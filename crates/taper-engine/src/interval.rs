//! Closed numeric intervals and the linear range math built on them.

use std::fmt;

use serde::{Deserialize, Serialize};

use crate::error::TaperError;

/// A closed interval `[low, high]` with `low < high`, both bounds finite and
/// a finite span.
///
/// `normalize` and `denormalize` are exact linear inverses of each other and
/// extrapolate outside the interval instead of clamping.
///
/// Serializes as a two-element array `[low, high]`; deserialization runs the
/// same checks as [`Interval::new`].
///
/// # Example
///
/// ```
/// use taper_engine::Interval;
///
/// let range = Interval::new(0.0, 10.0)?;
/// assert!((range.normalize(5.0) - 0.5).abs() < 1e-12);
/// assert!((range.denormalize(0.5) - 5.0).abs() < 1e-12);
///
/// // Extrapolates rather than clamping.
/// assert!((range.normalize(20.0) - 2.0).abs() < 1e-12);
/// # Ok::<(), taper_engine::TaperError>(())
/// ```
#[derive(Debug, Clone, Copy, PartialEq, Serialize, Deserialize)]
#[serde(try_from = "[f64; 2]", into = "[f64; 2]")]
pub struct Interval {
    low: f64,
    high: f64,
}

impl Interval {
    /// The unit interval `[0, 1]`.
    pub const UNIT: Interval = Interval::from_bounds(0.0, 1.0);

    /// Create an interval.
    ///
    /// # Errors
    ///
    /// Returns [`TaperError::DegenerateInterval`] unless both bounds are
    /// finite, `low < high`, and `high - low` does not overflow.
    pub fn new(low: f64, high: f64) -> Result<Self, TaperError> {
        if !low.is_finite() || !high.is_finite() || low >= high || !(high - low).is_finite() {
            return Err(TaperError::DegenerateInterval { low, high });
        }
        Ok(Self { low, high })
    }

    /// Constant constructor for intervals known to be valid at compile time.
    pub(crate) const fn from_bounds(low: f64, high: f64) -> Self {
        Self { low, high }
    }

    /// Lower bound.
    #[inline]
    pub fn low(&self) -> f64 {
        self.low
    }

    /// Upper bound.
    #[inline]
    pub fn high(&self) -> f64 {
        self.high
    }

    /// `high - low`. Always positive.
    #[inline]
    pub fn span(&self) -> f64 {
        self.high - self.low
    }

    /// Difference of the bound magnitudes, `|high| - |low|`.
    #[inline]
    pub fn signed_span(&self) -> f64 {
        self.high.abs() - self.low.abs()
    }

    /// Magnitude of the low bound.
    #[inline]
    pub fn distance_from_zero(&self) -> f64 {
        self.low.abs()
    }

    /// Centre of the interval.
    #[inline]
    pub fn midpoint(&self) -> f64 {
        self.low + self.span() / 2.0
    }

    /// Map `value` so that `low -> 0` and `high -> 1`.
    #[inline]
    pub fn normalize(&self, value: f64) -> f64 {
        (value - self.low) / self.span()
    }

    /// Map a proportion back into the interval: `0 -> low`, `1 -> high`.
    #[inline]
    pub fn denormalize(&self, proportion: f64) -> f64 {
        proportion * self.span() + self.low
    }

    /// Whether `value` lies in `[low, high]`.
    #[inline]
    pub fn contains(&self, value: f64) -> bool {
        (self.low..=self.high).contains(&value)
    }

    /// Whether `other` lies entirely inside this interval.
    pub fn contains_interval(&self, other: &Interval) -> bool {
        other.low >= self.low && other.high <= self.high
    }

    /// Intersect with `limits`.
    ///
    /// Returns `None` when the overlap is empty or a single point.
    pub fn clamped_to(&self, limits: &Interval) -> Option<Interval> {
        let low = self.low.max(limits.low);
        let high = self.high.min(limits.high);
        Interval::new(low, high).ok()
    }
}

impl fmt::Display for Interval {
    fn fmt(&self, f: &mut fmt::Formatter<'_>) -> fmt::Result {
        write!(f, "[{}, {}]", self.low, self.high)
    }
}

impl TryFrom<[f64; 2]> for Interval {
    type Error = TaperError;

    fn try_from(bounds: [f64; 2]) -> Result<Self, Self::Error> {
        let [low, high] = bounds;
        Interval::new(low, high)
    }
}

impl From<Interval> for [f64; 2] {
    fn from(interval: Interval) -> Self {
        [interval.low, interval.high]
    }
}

____________________

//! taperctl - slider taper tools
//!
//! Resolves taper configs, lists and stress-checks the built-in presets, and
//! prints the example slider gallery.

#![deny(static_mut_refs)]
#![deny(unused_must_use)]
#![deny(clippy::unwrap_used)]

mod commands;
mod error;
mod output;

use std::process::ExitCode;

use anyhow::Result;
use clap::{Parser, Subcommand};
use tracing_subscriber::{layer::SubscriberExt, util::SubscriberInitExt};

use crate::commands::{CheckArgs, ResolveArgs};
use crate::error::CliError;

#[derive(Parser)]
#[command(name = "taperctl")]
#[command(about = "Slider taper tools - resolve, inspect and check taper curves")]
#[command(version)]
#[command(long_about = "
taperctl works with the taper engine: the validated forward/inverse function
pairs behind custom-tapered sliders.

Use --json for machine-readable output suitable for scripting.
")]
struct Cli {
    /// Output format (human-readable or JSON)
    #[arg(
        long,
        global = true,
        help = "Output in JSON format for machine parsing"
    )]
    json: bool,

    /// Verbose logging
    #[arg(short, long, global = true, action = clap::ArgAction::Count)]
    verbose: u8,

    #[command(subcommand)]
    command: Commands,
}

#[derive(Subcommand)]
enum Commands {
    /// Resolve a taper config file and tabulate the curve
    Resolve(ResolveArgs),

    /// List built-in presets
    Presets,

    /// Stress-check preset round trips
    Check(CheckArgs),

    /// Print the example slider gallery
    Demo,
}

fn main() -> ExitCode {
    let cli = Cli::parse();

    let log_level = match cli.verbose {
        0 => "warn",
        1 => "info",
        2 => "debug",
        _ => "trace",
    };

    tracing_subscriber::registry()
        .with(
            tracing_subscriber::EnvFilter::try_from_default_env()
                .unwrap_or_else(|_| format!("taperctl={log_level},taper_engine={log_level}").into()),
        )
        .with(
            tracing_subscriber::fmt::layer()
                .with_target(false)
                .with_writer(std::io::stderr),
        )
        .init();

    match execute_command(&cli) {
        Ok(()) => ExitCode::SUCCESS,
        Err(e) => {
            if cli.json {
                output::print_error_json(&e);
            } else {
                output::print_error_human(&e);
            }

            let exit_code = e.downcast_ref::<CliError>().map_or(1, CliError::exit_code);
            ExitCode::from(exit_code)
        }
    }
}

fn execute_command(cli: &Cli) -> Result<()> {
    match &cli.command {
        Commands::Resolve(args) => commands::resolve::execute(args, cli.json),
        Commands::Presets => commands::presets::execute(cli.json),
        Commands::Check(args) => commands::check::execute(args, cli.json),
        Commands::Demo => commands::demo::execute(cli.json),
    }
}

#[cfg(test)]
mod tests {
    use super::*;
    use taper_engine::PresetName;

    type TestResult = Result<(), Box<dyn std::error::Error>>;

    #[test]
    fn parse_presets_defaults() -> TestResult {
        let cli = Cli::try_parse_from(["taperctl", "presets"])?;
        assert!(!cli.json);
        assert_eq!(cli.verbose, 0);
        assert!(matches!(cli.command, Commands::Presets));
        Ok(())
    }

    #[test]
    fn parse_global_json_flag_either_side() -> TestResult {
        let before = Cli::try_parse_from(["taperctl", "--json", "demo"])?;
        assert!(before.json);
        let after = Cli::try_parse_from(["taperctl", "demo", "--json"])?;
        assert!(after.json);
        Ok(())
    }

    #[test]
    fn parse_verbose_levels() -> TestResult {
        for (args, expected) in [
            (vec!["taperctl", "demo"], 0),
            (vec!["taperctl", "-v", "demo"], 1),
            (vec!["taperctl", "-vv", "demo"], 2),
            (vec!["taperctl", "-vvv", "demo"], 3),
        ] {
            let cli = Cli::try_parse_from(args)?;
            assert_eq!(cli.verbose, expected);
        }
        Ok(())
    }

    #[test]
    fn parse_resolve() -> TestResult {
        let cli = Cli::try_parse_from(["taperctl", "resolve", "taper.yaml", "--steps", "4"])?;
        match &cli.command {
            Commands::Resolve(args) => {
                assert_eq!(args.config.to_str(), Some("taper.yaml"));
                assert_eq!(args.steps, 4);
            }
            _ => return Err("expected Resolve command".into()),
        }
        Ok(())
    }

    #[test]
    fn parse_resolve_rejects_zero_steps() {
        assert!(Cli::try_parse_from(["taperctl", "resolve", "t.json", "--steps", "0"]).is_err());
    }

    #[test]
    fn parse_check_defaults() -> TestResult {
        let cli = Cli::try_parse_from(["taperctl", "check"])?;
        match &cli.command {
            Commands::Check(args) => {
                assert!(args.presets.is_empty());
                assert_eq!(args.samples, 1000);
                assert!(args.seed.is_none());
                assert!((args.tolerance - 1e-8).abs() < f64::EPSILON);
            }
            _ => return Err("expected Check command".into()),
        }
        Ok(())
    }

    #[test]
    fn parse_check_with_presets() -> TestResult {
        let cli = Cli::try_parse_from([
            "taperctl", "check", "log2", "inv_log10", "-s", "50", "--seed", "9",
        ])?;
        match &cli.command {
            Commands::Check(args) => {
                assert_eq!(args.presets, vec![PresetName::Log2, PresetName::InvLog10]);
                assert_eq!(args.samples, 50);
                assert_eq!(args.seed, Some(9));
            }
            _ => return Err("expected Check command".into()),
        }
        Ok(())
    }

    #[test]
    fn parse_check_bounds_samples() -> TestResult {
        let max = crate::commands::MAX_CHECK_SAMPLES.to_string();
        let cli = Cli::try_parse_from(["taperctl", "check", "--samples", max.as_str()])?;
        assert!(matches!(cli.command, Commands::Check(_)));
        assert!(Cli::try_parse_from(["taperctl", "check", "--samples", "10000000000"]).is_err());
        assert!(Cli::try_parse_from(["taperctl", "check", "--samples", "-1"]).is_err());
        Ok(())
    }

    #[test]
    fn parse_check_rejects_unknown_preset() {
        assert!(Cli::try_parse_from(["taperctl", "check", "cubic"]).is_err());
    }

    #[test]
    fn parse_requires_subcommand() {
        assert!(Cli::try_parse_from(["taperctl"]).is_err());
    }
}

____________________

**Exercise brief**
Task for the records above: copy every line in which the word "proportion" occurs.

**The answer**
    /// Map a proportion back into the interval: `0 -> low`, `1 -> high`.
    pub fn denormalize(&self, proportion: f64) -> f64 {
        proportion * self.span() + self.low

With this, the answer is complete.